MEMORANDUM OPINION AND ORDER
GREGORY F. VAN TATENHOVE, District Judge.
William Thrower is a federal inmate presently confined at the Federal Correctional Institution in Talladega, Alabama ("FCI-Talladega"). Prior to his transfer to FCI-Talladega, Thrower has been confined in various other federal correctional institutions, including the Medical Center for Federal Prisoners located in Springfield, Missouri ("FMC-Springfield"). While housed at FMC-Springfield, Thrower, proceeding pro se, filed this action pursuant to the Federal Tort Claims Act ("FTCA"), 28 U.S.C. §§ 2671-80, in the Western District of Missouri on July 21, 2011. See William Thrower v. United States of America, et al., No. 11-3268-CV-S (W.D. Mo. 2011) [R. 1]. On August 25, 2011, the Western District of Missouri transferred the action to the Middle District of Pennsylvania pursuant to 28 U.S.C. § 1404. [R. 3]. On October 19, 2011, that Court severed Thrower's claims relating to events which transpired at USP-Lewisburg and transferred the remaining claims, which arose from an incident(s) and/or conduct occurring at USP-McCreary, while Thrower was confined there, to this Court pursuant to 28 U.S.C. § 1406(a). [R. 13; R. 14].

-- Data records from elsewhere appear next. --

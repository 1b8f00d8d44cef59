//! Lifelines: the three one-shot aids a player can spend per game.

use std::str::FromStr;

use serde::{Deserialize, Serialize};

/// The closed set of lifeline kinds.
///
/// Serialized (and parsed) as the wire names `fifty-fifty`, `hint`,
/// `swap` — the same strings a routing layer receives as the
/// `/lifeline/:type` parameter.
#[derive(Debug, Clone, Copy, PartialEq, Eq, Hash, Serialize, Deserialize)]
#[serde(rename_all = "kebab-case")]
pub enum LifelineKind {
    /// Hide two wrong options of the current question.
    FiftyFifty,
    /// Reveal the current question's hint text.
    Hint,
    /// Replace the current question without changing the level.
    Swap,
}

impl std::fmt::Display for LifelineKind {
    fn fmt(&self, f: &mut std::fmt::Formatter<'_>) -> std::fmt::Result {
        match self {
            Self::FiftyFifty => write!(f, "fifty-fifty"),
            Self::Hint => write!(f, "hint"),
            Self::Swap => write!(f, "swap"),
        }
    }
}

/// Parses the wire names, e.g. from a route parameter. Anything else is
/// rejected before it reaches the engine.
impl FromStr for LifelineKind {
    type Err = String;

    fn from_str(s: &str) -> Result<Self, Self::Err> {
        match s {
            "fifty-fifty" | "5050" | "50-50" => Ok(Self::FiftyFifty),
            "hint" => Ok(Self::Hint),
            "swap" => Ok(Self::Swap),
            other => Err(format!("unknown lifeline kind: {other}")),
        }
    }
}

/// Which lifelines this session has already spent.
///
/// The set of kinds is closed and known, so this is a fixed-shape record
/// of three booleans rather than a map keyed by name. Each flag moves
/// `false → true` exactly once and never back; a new game starts with a
/// fresh `Lifelines::default()`.
#[derive(
    Debug, Clone, Copy, Default, PartialEq, Eq, Serialize, Deserialize,
)]
pub struct Lifelines {
    fifty_fifty: bool,
    hint: bool,
    swap: bool,
}

impl Lifelines {
    /// Returns `true` if the given kind has already been spent.
    pub fn is_used(&self, kind: LifelineKind) -> bool {
        match kind {
            LifelineKind::FiftyFifty => self.fifty_fifty,
            LifelineKind::Hint => self.hint,
            LifelineKind::Swap => self.swap,
        }
    }

    /// Marks the given kind as spent. Idempotent — the flag only ever
    /// moves in one direction.
    pub fn mark_used(&mut self, kind: LifelineKind) {
        match kind {
            LifelineKind::FiftyFifty => self.fifty_fifty = true,
            LifelineKind::Hint => self.hint = true,
            LifelineKind::Swap => self.swap = true,
        }
    }

    /// The kinds still available, in display order.
    pub fn available(&self) -> Vec<LifelineKind> {
        [LifelineKind::FiftyFifty, LifelineKind::Hint, LifelineKind::Swap]
            .into_iter()
            .filter(|&kind| !self.is_used(kind))
            .collect()
    }
}
//! The per-player game state: the opaque blob a session store persists.

use rand::Rng;
use serde::{Deserialize, Serialize};

use hotseat_bank::{PrizeLadder, QuestionBank, QuestionId};

use crate::{GamePhase, Lifelines};

/// One player's complete game state.
///
/// Fields are private — the only way to move a game forward is through
/// the transition methods in this crate, which uphold the invariants:
///
/// - `current_level` never decreases; it equals the ladder length only
///   after a top-rung win.
/// - `remaining` shrinks by exactly one per draw and never grows, so no
///   question repeats within a session.
/// - `removed_options` holds at most two indices and never the correct
///   one; it is cleared whenever the question changes.
/// - each lifeline flag flips `false → true` at most once.
///
/// Derives serde both ways so an external store can persist it as an
/// opaque blob between requests.
#[derive(Debug, Clone, Serialize, Deserialize)]
pub struct GameState {
    pub(crate) phase: GamePhase,
    pub(crate) current_level: usize,
    pub(crate) remaining: Vec<QuestionId>,
    pub(crate) current_question: Option<QuestionId>,
    pub(crate) lifelines: Lifelines,
    pub(crate) removed_options: Vec<usize>,
    pub(crate) hint_question: Option<QuestionId>,
    pub(crate) safe_index: usize,
}

impl GameState {
    /// A fresh, not-yet-started state: level 0, the full catalog as the
    /// draw pool, every lifeline unspent.
    pub fn new(bank: &QuestionBank, ladder: &PrizeLadder) -> Self {
        Self {
            phase: GamePhase::NotStarted,
            current_level: 0,
            remaining: bank.ids(),
            current_question: None,
            lifelines: Lifelines::default(),
            removed_options: Vec::new(),
            hint_question: None,
            safe_index: ladder.safe_index(),
        }
    }

    /// Current lifecycle phase.
    pub fn phase(&self) -> GamePhase {
        self.phase
    }

    /// The rung the player is currently playing for (equals the ladder
    /// length after a top-rung win).
    pub fn current_level(&self) -> usize {
        self.current_level
    }

    /// The question on screen, if any.
    pub fn current_question(&self) -> Option<QuestionId> {
        self.current_question
    }

    /// How many questions are left in the draw pool.
    pub fn remaining_count(&self) -> usize {
        self.remaining.len()
    }

    /// Which lifelines have been spent.
    pub fn lifelines(&self) -> Lifelines {
        self.lifelines
    }

    /// Option indices hidden by fifty-fifty for the current question.
    pub fn removed_options(&self) -> &[usize] {
        &self.removed_options
    }

    /// The question the hint was revealed for, if any.
    pub fn hint_question(&self) -> Option<QuestionId> {
        self.hint_question
    }

    /// The configured safe rung, copied from the ladder at start.
    pub fn safe_index(&self) -> usize {
        self.safe_index
    }

    /// Draws the next question uniformly at random from the pool and
    /// makes it current, resetting all per-question state (hidden
    /// options, hint marker). Returns `None` when the pool is empty —
    /// the deck-exhaustion condition the caller must handle.
    ///
    /// `swap_remove` keeps the removal O(1); the pool is unordered, so
    /// swapping the last element into the hole doesn't bias later draws.
    pub(crate) fn advance_question<R: Rng + ?Sized>(
        &mut self,
        rng: &mut R,
    ) -> Option<QuestionId> {
        self.removed_options.clear();
        self.hint_question = None;

        if self.remaining.is_empty() {
            self.current_question = None;
            return None;
        }
        let slot = rng.random_range(0..self.remaining.len());
        let drawn = self.remaining.swap_remove(slot);
        self.current_question = Some(drawn);
        tracing::debug!(
            question = %drawn,
            pool = self.remaining.len(),
            "question drawn"
        );
        Some(drawn)
    }

    /// Drops per-question state on the way into a terminal phase.
    pub(crate) fn clear_question(&mut self) {
        self.current_question = None;
        self.removed_options.clear();
        self.hint_question = None;
    }
}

As to the claims relating to USP-McCreary, Thrower alleges that on or about August 22, 2008, he was injured in a slip-and-fall incident while working in the kitchen at USP-McCreary. Thrower also claims that prison personnel used excessive force and "tossed me into the back seat" of a van in order to transport him to a medical facility for treatment after the slip-and-fall incident at the prison, causing him further pain. [R. 1 at 4]. Second, Thrower alleges that on a separate occasion, during the time he had been placed in the Special Housing Unit at USP-McCreary, prison personnel placed an intoxicated inmate in his cell who, once his handcuffs had been removed, attacked him. Third, Thrower alleges that on yet another occasion he was placed in four-point restraints after he informed an officer that he had a bottom bunk pass. [R. 1 at 5]. Fourth, Thrower contends he was transferred to the Special Management Unit at USP-Lewisburg without a proper pre-transfer hearing.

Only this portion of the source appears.